**Your goal**
Search the entries below for "returns" and copy each matching line.

Records for the task: Begin

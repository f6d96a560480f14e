//! Tools module - lookup adapters the agent can call
//!
//! Every tool wraps one external information source behind a
//! `query -> text` contract. Tools fail soft: [`Tool::run`] never returns an
//! error, it hands back a short error description the agent can reason about.

mod runner;
mod arxiv;
mod web;
mod wikipedia;

pub use runner::{ToolRunner, ToolDefinition};
pub use arxiv::ArxivTool;
pub use web::WebSearchTool;
pub use wikipedia::WikipediaTool;

use async_trait::async_trait;
use serde_json::{json, Value};
use tracing::warn;
use crate::Result;

pub(crate) const USER_AGENT: &str = concat!("scout/", env!("CARGO_PKG_VERSION"));

/// Tool trait - interface for all agent tools
#[async_trait]
pub trait Tool: Send + Sync {
    /// Tool name used in function calls
    fn name(&self) -> &str;

    /// Description the agent reads to decide when the tool applies
    fn description(&self) -> &str;

    /// Maximum characters [`Tool::run`] may return
    fn max_chars(&self) -> usize;

    /// JSON Schema for parameters
    fn parameters(&self) -> Value {
        json!({
            "type": "object",
            "properties": {
                "query": {
                    "type": "string",
                    "description": "Search query"
                }
            },
            "required": ["query"]
        })
    }

    /// Query the upstream service
    async fn lookup(&self, query: &str) -> Result<String>;

    /// Query the upstream service, capped and with failures folded into text
    async fn run(&self, query: &str) -> String {
        let text = match self.lookup(query).await {
            Ok(text) => text,
            Err(e) => {
                warn!("Tool {} failed: {}", self.name(), e);
                format!("{} error: {}", self.name(), e)
            }
        };
        truncate_chars(&text, self.max_chars())
    }

    /// Convert to tool definition for LLM
    fn to_definition(&self) -> ToolDefinition {
        ToolDefinition {
            name: self.name().to_string(),
            description: self.description().to_string(),
            parameters: self.parameters(),
        }
    }
}

/// Keep at most `max` characters, respecting char boundaries.
pub fn truncate_chars(text: &str, max: usize) -> String {
    match text.char_indices().nth(max) {
        Some((idx, _)) => text[..idx].to_string(),
        None => text.to_string(),
    }
}

/// Decode the handful of entities that show up in Atom feeds and search HTML.
pub(crate) fn decode_entities(text: &str) -> String {
    text.replace("&lt;", "<")
        .replace("&gt;", ">")
        .replace("&quot;", "\"")
        .replace("&#39;", "'")
        .replace("&#x27;", "'")
        .replace("&apos;", "'")
        .replace("&nbsp;", " ")
        .replace("&amp;", "&")
}

pub(crate) fn collapse_whitespace(text: &str) -> String {
    text.split_whitespace().collect::<Vec<_>>().join(" ")
}

/// Dummy tool for testing
#[cfg(test)]
pub struct DummyTool {
    pub name: String,
    pub result: std::result::Result<String, String>,
}

#[cfg(test)]
impl DummyTool {
    pub fn ok(name: &str, result: &str) -> Self {
        Self { name: name.to_string(), result: Ok(result.to_string()) }
    }

    pub fn failing(name: &str, message: &str) -> Self {
        Self { name: name.to_string(), result: Err(message.to_string()) }
    }
}

#[cfg(test)]
#[async_trait]
impl Tool for DummyTool {
    fn name(&self) -> &str { &self.name }
    fn description(&self) -> &str { "Dummy tool for testing" }
    fn max_chars(&self) -> usize { 250 }

    async fn lookup(&self, _query: &str) -> Result<String> {
        self.result.clone().map_err(crate::Error::Tool)
    }
}

#[cfg(test)]
mod tests {
    use super::*;

    #[test]
    fn test_truncate_chars_multibyte() {
        assert_eq!(truncate_chars("héllo wörld", 4), "héll");
        assert_eq!(truncate_chars("short", 250), "short");
        assert_eq!(truncate_chars("", 3), "");
    }

    #[test]
    fn test_decode_entities() {
        assert_eq!(decode_entities("Fish &amp; Chips &lt;b&gt;"), "Fish & Chips <b>");
        assert_eq!(decode_entities("&amp;lt;"), "&lt;");
    }

    #[tokio::test]
    async fn test_run_folds_errors_into_text() {
        let tool = DummyTool::failing("flaky", "upstream down");
        let out = tool.run("anything").await;
        assert!(out.starts_with("flaky error:"));
        assert!(out.contains("upstream down"));
    }

    #[tokio::test]
    async fn test_run_caps_output() {
        let tool = DummyTool::ok("long", &"x".repeat(1000));
        assert_eq!(tool.run("q").await.chars().count(), 250);
    }
}
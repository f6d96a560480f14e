//! Web search via the DuckDuckGo HTML endpoint (no API key needed)

use async_trait::async_trait;
use regex::Regex;
use reqwest::Client;
use tracing::debug;
use crate::Result;
use crate::config::ToolsConfig;
use crate::error::Error;
use super::{collapse_whitespace, decode_entities, Tool, USER_AGENT};

const NO_RESULT: &str = "No good DuckDuckGo Search Result was found";

/// Web search tool, returns result snippets joined into one paragraph
pub struct WebSearchTool {
    client: Client,
    endpoint: String,
    max_results: usize,
    max_chars: usize,
}

impl WebSearchTool {
    pub fn new(config: &ToolsConfig) -> Self {
        Self {
            client: Client::new(),
            endpoint: config.duckduckgo_url.clone(),
            max_results: config.search_max_results.max(1),
            max_chars: config.doc_content_chars_max,
        }
    }
}

/// Extract result snippets from DuckDuckGo HTML.
fn extract_snippets(html: &str, limit: usize) -> Result<Vec<String>> {
    let snippet = Regex::new(r#"(?s)class="result__snippet"[^>]*>(.*?)</(?:a|div|td)>"#)
        .map_err(|e| Error::Tool(format!("Invalid regex: {}", e)))?;
    let tags = Regex::new(r"<[^>]+>")
        .map_err(|e| Error::Tool(format!("Invalid regex: {}", e)))?;

    Ok(snippet
        .captures_iter(html)
        .filter_map(|c| c.get(1))
        .map(|m| collapse_whitespace(&decode_entities(&tags.replace_all(m.as_str(), ""))))
        .filter(|s| !s.is_empty())
        .take(limit)
        .collect())
}

#[async_trait]
impl Tool for WebSearchTool {
    fn name(&self) -> &str { "Search" }

    fn description(&self) -> &str {
        "Useful for answering questions about current events or general web search."
    }

    fn max_chars(&self) -> usize { self.max_chars }

    async fn lookup(&self, query: &str) -> Result<String> {
        let query = query.trim();
        if query.is_empty() {
            return Ok(NO_RESULT.to_string());
        }

        let response = self.client.post(&self.endpoint)
            .header("User-Agent", USER_AGENT)
            .form(&[("q", query)])
            .send()
            .await?;

        let status = response.status();
        if !status.is_success() {
            return Err(Error::Tool(format!("HTTP error: {}", status)));
        }

        let html = response.text().await?;
        let snippets = extract_snippets(&html, self.max_results)?;
        debug!("Web search for {:?} returned {} snippets", query, snippets.len());

        if snippets.is_empty() {
            Ok(NO_RESULT.to_string())
        } else {
            Ok(snippets.join(" "))
        }
    }
}
//! In-memory session registry for the web UI.

use std::collections::HashMap;
use std::sync::Arc;

use tokio::sync::{Mutex, RwLock};
use tracing::info;

use crate::error::Error;
use crate::Result;

use super::Session;

/// Sessions keyed by id. Nothing is persisted.
pub struct SessionStore {
    greeting: String,
    sessions: RwLock<HashMap<String, Arc<Mutex<Session>>>>,
}

impl SessionStore {
    pub fn new(greeting: impl Into<String>) -> Self {
        Self {
            greeting: greeting.into(),
            sessions: RwLock::new(HashMap::new()),
        }
    }

    /// Start a fresh session seeded with the greeting.
    pub async fn create(&self) -> Arc<Mutex<Session>> {
        let session = Session::new(&self.greeting);
        let id = session.id().to_string();
        let handle = Arc::new(Mutex::new(session));

        self.sessions.write().await.insert(id.clone(), handle.clone());
        info!("Session {} started", id);
        handle
    }

    pub async fn get(&self, id: &str) -> Result<Arc<Mutex<Session>>> {
        self.sessions
            .read()
            .await
            .get(id)
            .cloned()
            .ok_or_else(|| Error::UnknownSession(id.to_string()))
    }

    pub async fn remove(&self, id: &str) -> bool {
        let removed = self.sessions.write().await.remove(id).is_some();
        if removed {
            info!("Session {} ended", id);
        }
        removed
    }

    pub async fn len(&self) -> usize {
        self.sessions.read().await.len()
    }

    pub async fn is_empty(&self) -> bool {
        self.len().await == 0
    }
}
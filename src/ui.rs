use colored::*;
use terminal_size::{Width, Height, terminal_size};

use crate::session::TurnRole;

fn rule() -> String {
    let (width, _) = terminal_size().unwrap_or((Width(80), Height(24)));
    "─".repeat(width.0 as usize)
}

pub fn print_scout_header(model: &str, provider: &str) {
    let line = rule();
    println!("{}", line.black().bold());

    let logo = "🔭";
    let name = "Scout".yellow().bold();
    let version = format!("v{}", env!("CARGO_PKG_VERSION")).black().bold();

    println!("  {} {} {}", logo, name, version);

    let info = format!("  {}  •  {}", model, provider).cyan();
    println!("{}", info);

    println!("{}", line.black().bold());
}

/// One transcript line, styled by role.
pub fn print_turn(role: TurnRole, text: &str) {
    match role {
        TurnRole::User => println!("\n{}: {}", "You".blue().bold(), text),
        TurnRole::Assistant => println!("\n{}: {}", "Scout".green().bold(), text),
    }
}

/// Nested, dimmed line for live agent progress.
pub fn print_trail(label: &str, detail: &str) {
    let detail = detail.replace('\n', " ");
    println!("    {} {} {}", "│".black().bold(), label.magenta(), detail.dimmed());
}

pub fn print_step(msg: &str) {
    println!("  {} {}", "•".green(), msg);
}

pub fn print_success(msg: &str) {
    println!("  {} {}", "✓".green().bold(), msg.green());
}

pub fn print_warning(msg: &str) {
    println!("  {} {}", "⚠️ ".yellow().bold(), msg.yellow());
}

pub fn print_error(msg: &str) {
    println!("  {} {}", "❌".red().bold(), msg.red());
}

pub fn print_thinking(msg: &str) {
    println!("  {} {}...", "∴".magenta(), msg);
}
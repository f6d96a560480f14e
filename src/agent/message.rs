//! Message types for provider requests

use serde::{Deserialize, Serialize};

/// Message role in a provider conversation
#[derive(Debug, Clone, Copy, PartialEq, Eq, Serialize, Deserialize)]
#[serde(rename_all = "lowercase")]
pub enum Role {
    System,
    User,
    Assistant,
    Tool,
}

/// A message in the conversation sent to the model
#[derive(Debug, Clone, Serialize, Deserialize)]
pub struct Message {
    pub role: Role,
    pub content: String,

    /// Tool call ID (for tool responses)
    #[serde(skip_serializing_if = "Option::is_none")]
    pub tool_call_id: Option<String>,

    /// Tool calls made by assistant
    #[serde(skip_serializing_if = "Option::is_none")]
    pub tool_calls: Option<Vec<ToolCallRequest>>,
}

impl Message {
    /// Create a system message
    pub fn system(content: impl Into<String>) -> Self {
        Self {
            role: Role::System,
            content: content.into(),
            tool_call_id: None,
            tool_calls: None,
        }
    }

    /// Create a user message
    pub fn user(content: impl Into<String>) -> Self {
        Self {
            role: Role::User,
            content: content.into(),
            tool_call_id: None,
            tool_calls: None,
        }
    }

    /// Create an assistant message
    pub fn assistant(content: impl Into<String>) -> Self {
        Self {
            role: Role::Assistant,
            content: content.into(),
            tool_call_id: None,
            tool_calls: None,
        }
    }

    /// Create an assistant message with tool calls
    pub fn assistant_with_tools(content: impl Into<String>, tool_calls: Vec<ToolCallRequest>) -> Self {
        Self {
            role: Role::Assistant,
            content: content.into(),
            tool_call_id: None,
            tool_calls: Some(tool_calls),
        }
    }

    /// Create a tool result message
    pub fn tool_result(call_id: impl Into<String>, result: impl Into<String>) -> Self {
        Self {
            role: Role::Tool,
            content: result.into(),
            tool_call_id: Some(call_id.into()),
            tool_calls: None,
        }
    }
}

/// A tool call request from the LLM
#[derive(Debug, Clone, PartialEq, Serialize, Deserialize)]
pub struct ToolCallRequest {
    pub id: String,
    pub name: String,
    pub arguments: serde_json::Value,
}

#[cfg(test)]
mod tests {
    use super::*;

    #[test]
    fn test_message_creation() {
        let msg = Message::user("Hello");
        assert_eq!(msg.role, Role::User);
        assert_eq!(msg.content, "Hello");
    }

    #[test]
    fn test_tool_result_carries_call_id() {
        let msg = Message::tool_result("call_7", "42");
        assert_eq!(msg.role, Role::Tool);
        assert_eq!(msg.tool_call_id.as_deref(), Some("call_7"));
    }
}
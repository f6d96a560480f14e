//! Context for a turn: the tool registry plus prompt flattening.
//!
//! The whole transcript is flattened into one prompt string:
//!
//! ```text
//! Assistant: Hi, I am a chatbot ...
//! User: What is machine learning?
//! User: What is machine learning?
//! Assistant:
//! ```
//!
//! The newest user line appears twice: once from the transcript and once as
//! the explicit input line. `agent.repeat_user_line = false` drops the repeat.

use crate::config::{AgentConfig, Config};
use crate::session::Turn;
use crate::tools::ToolRunner;

/// Context holds what every turn of a session shares.
#[derive(Clone)]
pub struct Context {
    pub tool_runner: ToolRunner,
    pub agent: AgentConfig,
}

impl Context {
    /// Create a new context from configuration.
    pub fn new(config: &Config) -> Self {
        Self {
            tool_runner: ToolRunner::new_with_defaults(&config.tools),
            agent: config.agent.clone(),
        }
    }

    /// Context with a caller-supplied tool set.
    pub fn with_tools(tool_runner: ToolRunner, agent: AgentConfig) -> Self {
        Self { tool_runner, agent }
    }

    /// Create a test context with no tools.
    #[cfg(test)]
    pub fn test() -> Self {
        Self::with_tools(ToolRunner::new(), AgentConfig::default())
    }

    /// Flatten `transcript` (already ending with the new user turn) and `input`
    /// into a single prompt with a trailing assistant cue.
    pub fn build_prompt(&self, transcript: &[Turn], input: &str) -> String {
        let mut lines = Vec::with_capacity(transcript.len() + 2);

        for turn in transcript {
            lines.push(format!("{}: {}", turn.role().label(), turn.text()));
        }

        let already_last = transcript
            .last()
            .is_some_and(|t| t.role() == crate::session::TurnRole::User && t.text() == input);
        if self.agent.repeat_user_line || !already_last {
            lines.push(format!("User: {}", input));
        }

        lines.push("Assistant:".to_string());
        lines.join("\n")
    }
}

#[cfg(test)]
mod tests {
    use super::*;
    use crate::session::Turn;

    fn transcript() -> Vec<Turn> {
        vec![
            Turn::assistant("Hi, how can I help?"),
            Turn::user("What is Rust?"),
            Turn::assistant("A systems language."),
            Turn::user("Who made it?"),
        ]
    }

    #[test]
    fn test_prompt_repeats_newest_user_line() {
        let ctx = Context::test();
        let prompt = ctx.build_prompt(&transcript(), "Who made it?");
        assert_eq!(
            prompt,
            "Assistant: Hi, how can I help?\n\
             User: What is Rust?\n\
             Assistant: A systems language.\n\
             User: Who made it?\n\
             User: Who made it?\n\
             Assistant:"
        );
    }

    #[test]
    fn test_prompt_without_repeat() {
        let mut ctx = Context::test();
        ctx.agent.repeat_user_line = false;
        let prompt = ctx.build_prompt(&transcript(), "Who made it?");
        assert_eq!(prompt.matches("User: Who made it?").count(), 1);
        assert!(prompt.ends_with("User: Who made it?\nAssistant:"));
    }

    #[test]
    fn test_prompt_keeps_order() {
        let ctx = Context::test();
        let turns = transcript();
        let prompt = ctx.build_prompt(&turns, "Who made it?");

        let mut cursor = 0;
        for turn in &turns {
            let found = prompt[cursor..].find(turn.text()).expect("turn text missing");
            cursor += found + turn.text().len();
        }
        assert!(prompt[cursor..].contains("Who made it?"));
    }
}
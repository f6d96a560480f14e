//! Live progress sink for a running turn.
//!
//! Observers only display what the reasoner is doing. Nothing they receive is
//! stored in the transcript.

use serde::Serialize;
use tokio::sync::mpsc::UnboundedSender;
use tracing::debug;

/// One progress event from a reasoner.
#[derive(Debug, Clone, PartialEq, Serialize)]
#[serde(tag = "type", rename_all = "snake_case")]
pub enum TurnEvent {
    Thought { text: String },
    ToolCall { tool: String, input: String },
    ToolResult { tool: String, output: String },
    Token { text: String },
}

impl TurnEvent {
    pub fn event_name(&self) -> &'static str {
        match self {
            TurnEvent::Thought { .. } => "thought",
            TurnEvent::ToolCall { .. } => "tool_call",
            TurnEvent::ToolResult { .. } => "tool_result",
            TurnEvent::Token { .. } => "token",
        }
    }
}

/// Write-only sink for reasoner progress
pub trait TurnObserver: Send + Sync {
    fn on_event(&self, event: TurnEvent);

    fn on_thought(&self, text: &str) {
        self.on_event(TurnEvent::Thought { text: text.to_string() });
    }

    fn on_tool_call(&self, tool: &str, input: &str) {
        self.on_event(TurnEvent::ToolCall { tool: tool.to_string(), input: input.to_string() });
    }

    fn on_tool_result(&self, tool: &str, output: &str) {
        self.on_event(TurnEvent::ToolResult { tool: tool.to_string(), output: output.to_string() });
    }

    fn on_token(&self, text: &str) {
        self.on_event(TurnEvent::Token { text: text.to_string() });
    }
}

/// Discards everything.
pub struct NullObserver;

impl TurnObserver for NullObserver {
    fn on_event(&self, _event: TurnEvent) {}
}

/// Sends events to a channel, e.g. the web UI's SSE stream.
pub struct ChannelObserver {
    tx: UnboundedSender<TurnEvent>,
}

impl ChannelObserver {
    pub fn new(tx: UnboundedSender<TurnEvent>) -> Self {
        Self { tx }
    }
}

impl TurnObserver for ChannelObserver {
    fn on_event(&self, event: TurnEvent) {
        // Receiver gone means the client disconnected; the turn still completes
        if self.tx.send(event).is_err() {
            debug!("Turn observer receiver dropped");
        }
    }
}

/// Collects events in memory.
#[cfg(test)]
#[derive(Default)]
pub struct RecordingObserver {
    pub events: std::sync::Mutex<Vec<TurnEvent>>,
}

#[cfg(test)]
impl RecordingObserver {
    pub fn events(&self) -> Vec<TurnEvent> {
        self.events.lock().unwrap().clone()
    }
}

#[cfg(test)]
impl TurnObserver for RecordingObserver {
    fn on_event(&self, event: TurnEvent) {
        self.events.lock().unwrap().push(event);
    }
}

Records for the task: End

**Exercise result**
//! `query -> text` contract. Tools fail soft: [`Tool::run`] never returns an
/// Web search tool, returns result snippets joined into one paragraph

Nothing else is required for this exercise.